▶ [PROMPT] Repeat all of the entries, please, keeping each line exact.

[[ DATA PROVIDED, beginning ]]

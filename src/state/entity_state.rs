/// Entity identity and lifecycle states
///
/// This module defines the identifier of a species being assembled and all
/// states it can be in during a run.
use serde::{Deserialize, Serialize};
use std::fmt;

/// Identifier of one species profile (the site's numeric `id=` parameter)
#[derive(Debug, Clone, PartialEq, Eq, PartialOrd, Ord, Hash, Serialize, Deserialize)]
#[serde(transparent)]
pub struct EntityId(String);

impl EntityId {
    pub fn new(id: impl Into<String>) -> Self {
        Self(id.into())
    }

    pub fn as_str(&self) -> &str {
        &self.0
    }

    /// File name of the output record for this entity
    pub fn record_file_name(&self) -> String {
        format!("species-{}.json", self.0)
    }
}

impl fmt::Display for EntityId {
    fn fmt(&self, f: &mut fmt::Formatter<'_>) -> fmt::Result {
        f.write_str(&self.0)
    }
}

impl From<&str> for EntityId {
    fn from(id: &str) -> Self {
        Self::new(id)
    }
}

impl From<u32> for EntityId {
    fn from(id: u32) -> Self {
        Self::new(id.to_string())
    }
}

/// Represents the current state of an entity within one run
#[derive(Debug, Clone, Copy, PartialEq, Eq, Hash)]
pub enum EntityStatus {
    // ===== Active States =====
    /// Fragments are being collected
    InProgress,

    // ===== Terminal Success States =====
    /// Every expected fragment arrived, or every expected response did
    Completed,

    /// Emitted after the timeout window with enough (but not all) responses
    PartiallyCompleted,

    // ===== Terminal Error States =====
    /// Discovery failed, data was insufficient, or the run closed first
    Failed,
}

impl EntityStatus {
    /// Returns true if this is a terminal state (no further fragments accepted)
    pub fn is_terminal(&self) -> bool {
        !matches!(self, Self::InProgress)
    }

    /// Returns true if a record was emitted for the entity
    pub fn is_success(&self) -> bool {
        matches!(self, Self::Completed | Self::PartiallyCompleted)
    }

    pub fn as_str(&self) -> &'static str {
        match self {
            Self::InProgress => "in_progress",
            Self::Completed => "completed",
            Self::PartiallyCompleted => "partially_completed",
            Self::Failed => "failed",
        }
    }
}

impl fmt::Display for EntityStatus {
    fn fmt(&self, f: &mut fmt::Formatter<'_>) -> fmt::Result {
        write!(f, "{}", self.as_str())
    }
}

[[ DATA PROVIDED, end ]]

▶ [YOUR RESPONSE]
filename src/state/entity_state.rs
/// Entity identity and lifecycle states
///
/// This module defines the identifier of a species being assembled and all
/// states it can be in during a run.
use serde::{Deserialize, Serialize};
use std::fmt;

/// Identifier of one species profile (the site's numeric `id=` parameter)
#[derive(Debug, Clone, PartialEq, Eq, PartialOrd, Ord, Hash, Serialize, Deserialize)]
#[serde(transparent)]
pub struct EntityId(String);

impl EntityId {
    pub fn new(id: impl Into<String>) -> Self {
        Self(id.into())
    }

    pub fn as_str(&self) -> &str {
        &self.0
    }

    /// File name of the output record for this entity
    pub fn record_file_name(&self) -> String {
        format!("species-{}.json", self.0)
    }
}

impl fmt::Display for EntityId {
    fn fmt(&self, f: &mut fmt::Formatter<'_>) -> fmt::Result {
        f.write_str(&self.0)
    }
}

impl From<&str> for EntityId {
    fn from(id: &str) -> Self {
        Self::new(id)
    }
}

impl From<u32> for EntityId {
    fn from(id: u32) -> Self {
        Self::new(id.to_string())
    }
}

/// Represents the current state of an entity within one run
#[derive(Debug, Clone, Copy, PartialEq, Eq, Hash)]
pub enum EntityStatus {
    // ===== Active States =====
    /// Fragments are being collected
    InProgress,

    // ===== Terminal Success States =====
    /// Every expected fragment arrived, or every expected response did
    Completed,

    /// Emitted after the timeout window with enough (but not all) responses
    PartiallyCompleted,

    // ===== Terminal Error States =====
    /// Discovery failed, data was insufficient, or the run closed first
    Failed,
}

impl EntityStatus {
    /// Returns true if this is a terminal state (no further fragments accepted)
    pub fn is_terminal(&self) -> bool {
        !matches!(self, Self::InProgress)
    }

    /// Returns true if a record was emitted for the entity
    pub fn is_success(&self) -> bool {
        matches!(self, Self::Completed | Self::PartiallyCompleted)
    }

    pub fn as_str(&self) -> &'static str {
        match self {
            Self::InProgress => "in_progress",
            Self::Completed => "completed",
            Self::PartiallyCompleted => "partially_completed",
            Self::Failed => "failed",
        }
    }
}

impl fmt::Display for EntityStatus {
    fn fmt(&self, f: &mut fmt::Formatter<'_>) -> fmt::Result {
        write!(f, "{}", self.as_str())
    }
}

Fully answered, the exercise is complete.